This lesson is on division of a fraction by a whole number, focusing on the meaning of the operation. It was conducted at Spinghurst Elementary in New York.

1. Grade 5 Lesson on Division of Fractions by Whole Numbers at Springhurst Elementary School, New York.

2. The Anchor Problem – to make a correct division sentence using one set of digit tiles 0 to 9. Why do you think the teacher provided the restriction of not repeating any of the digits?

3. Students were given time to make some sentences on their own. It was evident that the students were already familiar with the algorithm. The purpose of this lesson was for students to make sense of the algorithm. Three approaches were used by the students.

4. First, the teacher wanted to discuss an incorrect use of notation. One pair has thought that 2/0 = 2 and made the sentence 8/4 ÷ 1 = 2/0 This example is interesting because it involves the idea of division by 1 which results in the two fractions being equal. It was agreed that 8/4 = 2 and that the right-hand side is equal to 2. Other students offered that 2 can also be written as 2/1 and, incorrectly 2 (2/0). The teacher explained that 2/0 is not 1. 2/1 is. And that division by zero is not defined. Subsequently, students offered the right-hand side can be 4/2 and 6/3. 4/2 was rejected because they realized the condition of the problem – no repetition of digits.

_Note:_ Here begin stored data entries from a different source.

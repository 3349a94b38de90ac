// SPDX-FileCopyrightText: 2026 Streamline Contributors
// SPDX-License-Identifier: MIT OR Apache-2.0

//! Streaming message lifecycle pipeline.
//!
//! [`MessagePipeline`] takes transport events in and hands out
//! [`MessageView`] snapshots, offering `resume` and `discard` for messages
//! whose generation was interrupted.

pub mod pipeline;
pub mod view;

pub use pipeline::{Collaborators, MessagePipeline};
pub use view::MessageView;
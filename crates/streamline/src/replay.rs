// SPDX-FileCopyrightText: 2026 Streamline Contributors
// SPDX-License-Identifier: MIT OR Apache-2.0

//! `replay`: drive a pipeline from a recorded script and print the views.
//!
//! A script lists messages (live or restored from history), the recoverable
//! streams the directory knows about, and the steps to apply in order.

use std::path::Path;
use std::sync::Arc;
use std::time::Duration;

use serde::{Deserialize, Serialize};
use streamline_config::StreamlineConfig;
use streamline_core::error::StreamlineError;
use streamline_core::traits::idle::YieldIdle;
use streamline_core::types::{Message, MessageId, RecoverableStream, TransportEvent};
use streamline_pipeline::{Collaborators, MessagePipeline, MessageView};
use streamline_render::ComrakRenderer;
use tracing::{debug, warn};

use crate::backend::{NoopTransport, StaticDirectory};
use crate::input::{print_json, read_json};

/// Upper bound on waiting for pending processing once the steps are done.
const SETTLE_TIMEOUT: Duration = Duration::from_secs(10);

#[derive(Debug, Deserialize)]
#[serde(deny_unknown_fields)]
pub struct ReplayScript {
    /// Messages with a live transport session.
    #[serde(default)]
    pub messages: Vec<Message>,
    /// Messages loaded from history.
    #[serde(default)]
    pub history: Vec<Message>,
    #[serde(default)]
    pub streams: Vec<RecoverableStream>,
    #[serde(default)]
    pub steps: Vec<ReplayStep>,
}

#[derive(Debug, Deserialize)]
#[serde(rename_all = "snake_case")]
pub enum ReplayStep {
    Event(TransportEvent),
    TransportLost(MessageId),
    Resume(MessageId),
    Discard(MessageId),
    /// Pause for this many milliseconds.
    Wait(u64),
}

#[derive(Debug, Serialize)]
pub struct StepOutcome {
    pub step: usize,
    pub ok: bool,
    #[serde(skip_serializing_if = "Option::is_none")]
    pub detail: Option<String>,
}

impl StepOutcome {
    fn from_result<T: std::fmt::Display>(step: usize, result: Result<T, StreamlineError>) -> Self {
        match result {
            Ok(value) => Self {
                step,
                ok: true,
                detail: Some(value.to_string()).filter(|s| !s.is_empty()),
            },
            Err(e) => Self {
                step,
                ok: false,
                detail: Some(e.to_string()),
            },
        }
    }
}

#[derive(Debug, Serialize)]
pub struct ReplayReport {
    pub outcomes: Vec<StepOutcome>,
    pub views: Vec<MessageView>,
}

/// Runs a script against a pipeline backed by the comrak renderer.
pub async fn replay(
    config: &StreamlineConfig,
    script: ReplayScript,
) -> Result<ReplayReport, StreamlineError> {
    let directory = Arc::new(StaticDirectory::new(script.streams));
    let pipeline = MessagePipeline::new(
        config,
        Collaborators {
            renderer: Arc::new(ComrakRenderer::new()),
            transport: Arc::new(NoopTransport::new(directory.clone())),
            directory,
            idle: Arc::new(YieldIdle),
        },
    );

    for message in script.messages {
        pipeline.track(message);
    }
    for message in script.history {
        pipeline.restore(message);
    }
    if let Err(e) = pipeline.refresh_recoverable().await {
        warn!(error = %e, "replay: initial recoverable snapshot failed");
    }

    let mut outcomes = Vec::with_capacity(script.steps.len());
    for (step, action) in script.steps.into_iter().enumerate() {
        debug!(step, action = ?action, "replay step");
        let outcome = match action {
            ReplayStep::Event(event) => {
                StepOutcome::from_result(step, pipeline.handle_event(event).map(|()| ""))
            }
            ReplayStep::TransportLost(id) => StepOutcome::from_result(
                step,
                pipeline
                    .mark_transport_lost(&id)
                    .map(|interrupted| if interrupted { "interrupted" } else { "" }),
            ),
            ReplayStep::Resume(id) => StepOutcome::from_result(step, pipeline.resume(&id).await),
            ReplayStep::Discard(id) => StepOutcome::from_result(step, pipeline.discard(&id).await),
            ReplayStep::Wait(ms) => {
                tokio::time::sleep(Duration::from_millis(ms)).await;
                StepOutcome::from_result(step, Ok(""))
            }
        };
        outcomes.push(outcome);
    }

    let ids = pipeline.message_ids();
    let pending = ids.iter().filter_map(|id| pipeline.subscribe(id)).map(|mut rx| async move {
        let _ = rx.wait_for(|state| !state.is_processing()).await;
    });
    if tokio::time::timeout(SETTLE_TIMEOUT, futures::future::join_all(pending))
        .await
        .is_err()
    {
        warn!("replay: processing did not settle in time");
    }

    let views = ids.iter().filter_map(|id| pipeline.view(id)).collect();
    pipeline.shutdown();
    Ok(ReplayReport { outcomes, views })
}

pub async fn run_replay(
    config: &StreamlineConfig,
    path: Option<&Path>,
) -> Result<(), StreamlineError> {
    let script: ReplayScript = read_json(path)?;
    let report = replay(config, script).await?;
    print_json(&report)
}

#[cfg(test)]
mod tests {
    use super::*;
    use streamline_core::types::ProcessingState;

    fn script(json: &str) -> ReplayScript {
        serde_json::from_str(json).unwrap()
    }

    #[tokio::test]
    async fn completed_markdown_is_rendered() {
        let script = script(
            r##"{
                "messages": [{"id": "m1", "role": "assistant", "content": "", "streaming_state": "streaming"}],
                "steps": [
                    {"event": {"type": "chunk", "message_id": "m1", "text": "# Title\n"}},
                    {"event": {"type": "chunk", "message_id": "m1", "text": "- item"}},
                    {"event": {"type": "complete", "message_id": "m1"}}
                ]
            }"##,
        );

        let report = replay(&StreamlineConfig::default(), script).await.unwrap();
        assert!(report.outcomes.iter().all(|o| o.ok));
        let view = &report.views[0];
        assert!(matches!(view.processing_state, ProcessingState::Done(_)));
        let html = &view.processed_content.as_ref().unwrap().html;
        assert!(html.contains("<h1>Title</h1>"));
    }

    #[tokio::test]
    async fn interrupted_message_is_resumed_from_matching_stream() {
        let script = script(
            r#"{
                "messages": [{"id": "temp-1", "role": "assistant", "content": "The answer is", "streaming_state": "streaming"}],
                "streams": [
                    {"stream_id": "s-old", "last_content": "The answer", "updated_at": "2026-03-01T10:00:00Z"},
                    {"stream_id": "s-new", "last_content": "The answer is 4", "updated_at": "2026-03-01T10:05:00Z"}
                ],
                "steps": [
                    {"transport_lost": "temp-1"},
                    {"resume": "temp-1"},
                    {"resume": "temp-1"}
                ]
            }"#,
        );

        let report = replay(&StreamlineConfig::default(), script).await.unwrap();
        assert_eq!(report.outcomes[0].detail.as_deref(), Some("interrupted"));
        assert_eq!(report.outcomes[1].detail.as_deref(), Some("s-new"));
        assert!(!report.outcomes[2].ok);
        assert!(report.views[0].is_streaming);
    }

    #[test]
    fn unknown_script_fields_are_rejected() {
        let result: Result<ReplayScript, _> = serde_json::from_str(r#"{"mesages": []}"#);
        assert!(result.is_err());
    }
}
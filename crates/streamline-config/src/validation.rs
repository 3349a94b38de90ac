// SPDX-FileCopyrightText: 2026 Streamline Contributors
// SPDX-License-Identifier: MIT OR Apache-2.0

//! Post-deserialization validation for configuration values.
//!
//! Checks semantic constraints serde cannot express: non-zero windows and
//! timeouts, a usable debounce multiplier, and a known log level.

use crate::diagnostic::ConfigError;
use crate::model::StreamlineConfig;

const LOG_LEVELS: &[&str] = &["trace", "debug", "info", "warn", "error"];

/// Validates a deserialized configuration.
///
/// Collects every failure instead of stopping at the first one.
pub fn validate_config(config: &StreamlineConfig) -> Result<(), Vec<ConfigError>> {
    let mut errors = Vec::new();
    let mut fail = |message: String| errors.push(ConfigError::Validation { message });

    let level = config.log.level.trim().to_ascii_lowercase();
    if !LOG_LEVELS.contains(&level.as_str()) {
        fail(format!(
            "log.level `{}` is not one of {}",
            config.log.level,
            LOG_LEVELS.join(", ")
        ));
    }

    if config.classifier.max_content_chars == 0 {
        fail("classifier.max_content_chars must be greater than 0".to_string());
    }

    let scheduler = &config.scheduler;
    if scheduler.base_debounce_ms == 0 {
        fail("scheduler.base_debounce_ms must be greater than 0".to_string());
    }
    if scheduler.sync_threshold_chars == 0 {
        fail("scheduler.sync_threshold_chars must be greater than 0".to_string());
    }
    if scheduler.large_content_multiplier < 1 {
        fail(format!(
            "scheduler.large_content_multiplier must be at least 1, got {}",
            scheduler.large_content_multiplier
        ));
    }
    if scheduler.idle_timeout_ms == 0 {
        fail("scheduler.idle_timeout_ms must be greater than 0".to_string());
    }
    if scheduler.sync_threshold_chars >= config.classifier.max_content_chars {
        fail(format!(
            "scheduler.sync_threshold_chars ({}) must be below classifier.max_content_chars ({})",
            scheduler.sync_threshold_chars, config.classifier.max_content_chars
        ));
    }

    if config.matcher.prefix_window_chars == 0 {
        fail("matcher.prefix_window_chars must be greater than 0".to_string());
    }

    if config.recovery.resume_timeout_ms == 0 {
        fail("recovery.resume_timeout_ms must be greater than 0".to_string());
    }

    if config.render.max_height == Some(0) {
        fail("render.max_height must be greater than 0 when set".to_string());
    }

    if errors.is_empty() {
        Ok(())
    } else {
        Err(errors)
    }
}
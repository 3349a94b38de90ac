// SPDX-FileCopyrightText: 2026 Streamline Contributors
// SPDX-License-Identifier: MIT OR Apache-2.0

//! Matcher scenarios and order-independence properties.

use proptest::prelude::*;
use streamline_core::types::{Message, StreamingState};
use streamline_lifecycle::{MatchKind, RecoverableStreamMatcher};
use streamline_test_utils::recoverable;

fn interrupted(id: &str, content: &str) -> Message {
    let mut message = Message::streaming_assistant(id);
    message.content = content.to_string();
    message.streaming_state = StreamingState::Interrupted;
    message
}

#[test]
fn partial_answer_matches_longer_stream() {
    let matcher = RecoverableStreamMatcher::new();
    let message = interrupted("temp-abc", "The answer is");
    let streams = vec![
        recoverable("s-unrelated", None, "Something else entirely", 9),
        recoverable("s-answer", None, "The answer is 4", 0),
    ];

    let found = matcher.find_match(&message, &streams).expect("prefix match");
    assert_eq!(found.stream.stream_id.as_str(), "s-answer");
    assert_eq!(found.kind, MatchKind::Prefix);
}

#[test]
fn later_update_wins_between_equal_candidates() {
    let matcher = RecoverableStreamMatcher::new();
    let message = interrupted("m1", "Draft");
    let streams = vec![
        recoverable("s-1000", None, "Draft one", 0),
        recoverable("s-1005", None, "Draft two", 5),
    ];

    let found = matcher.find_match(&message, &streams).expect("match");
    assert_eq!(found.stream.stream_id.as_str(), "s-1005");
}

/// Streams with unique ids, as the directory guarantees.
fn streams_strategy() -> impl Strategy<Value = Vec<streamline_core::types::RecoverableStream>> {
    let record = (
        prop::option::of(prop_oneof![Just("m1"), Just("m2")]),
        prop_oneof![Just(""), Just("Hel"), Just("Hello"), Just("Hello world"), Just("Bye")],
        0u32..4,
    );
    prop::collection::vec(record, 0..8).prop_map(|records| {
        records
            .into_iter()
            .enumerate()
            .map(|(i, (message_id, text, minute))| {
                recoverable(&format!("s{i}"), message_id, text, minute)
            })
            .collect()
    })
}

proptest! {
    #[test]
    fn result_does_not_depend_on_input_order(
        (streams, shuffled) in streams_strategy()
            .prop_flat_map(|streams| {
                let shuffled = Just(streams.clone()).prop_shuffle();
                (Just(streams), shuffled)
            }),
        content in prop_oneof![Just("Hello"), Just("Hello world, again"), Just("Bye"), Just("")],
    ) {
        let matcher = RecoverableStreamMatcher::new();
        let message = interrupted("m1", content);

        prop_assert_eq!(
            matcher.find_match(&message, &streams),
            matcher.find_match(&message, &shuffled)
        );
        prop_assert_eq!(matcher.assess(&message, &streams), matcher.assess(&message, &shuffled));
    }
}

5. The first explanation a student gave for the algorithm is the fact that 2 fourths shared equally by 3 is equal to each getting 1/3 of 2 fourths. The second explanation was based on the idea of division of whole numbers. If 2 divided by 2 is 1 then 2 fourths divided by 2 is 1 fourth. If 4 divided by 2 is 2 then 4 fourths divided by 2 is 2 fourths. The rest of the lesson was focused on the whole class grasping these two ideas.

6. In discussing the other responses forwarded by the students, the teacher challenged the students to use the second method to explained cases such as 8 fourths divided by 6 where 8 is not divisible by 6. In the case of ¾ divided by 8, students were able to suggest changing the numerator to 24, writing ¾ as 24/32 before dividing by 8 since 24 is divisible by 8.

7. The third approach used was the bar model that the students have become familiar with. The teacher was pleased that a student who seemed unsure of himself found his voice to explain to the class why 1/5 ÷ 4 = 1/20. The lesson ended with students reflecting on the methods used to explain division of a fraction by a whole number.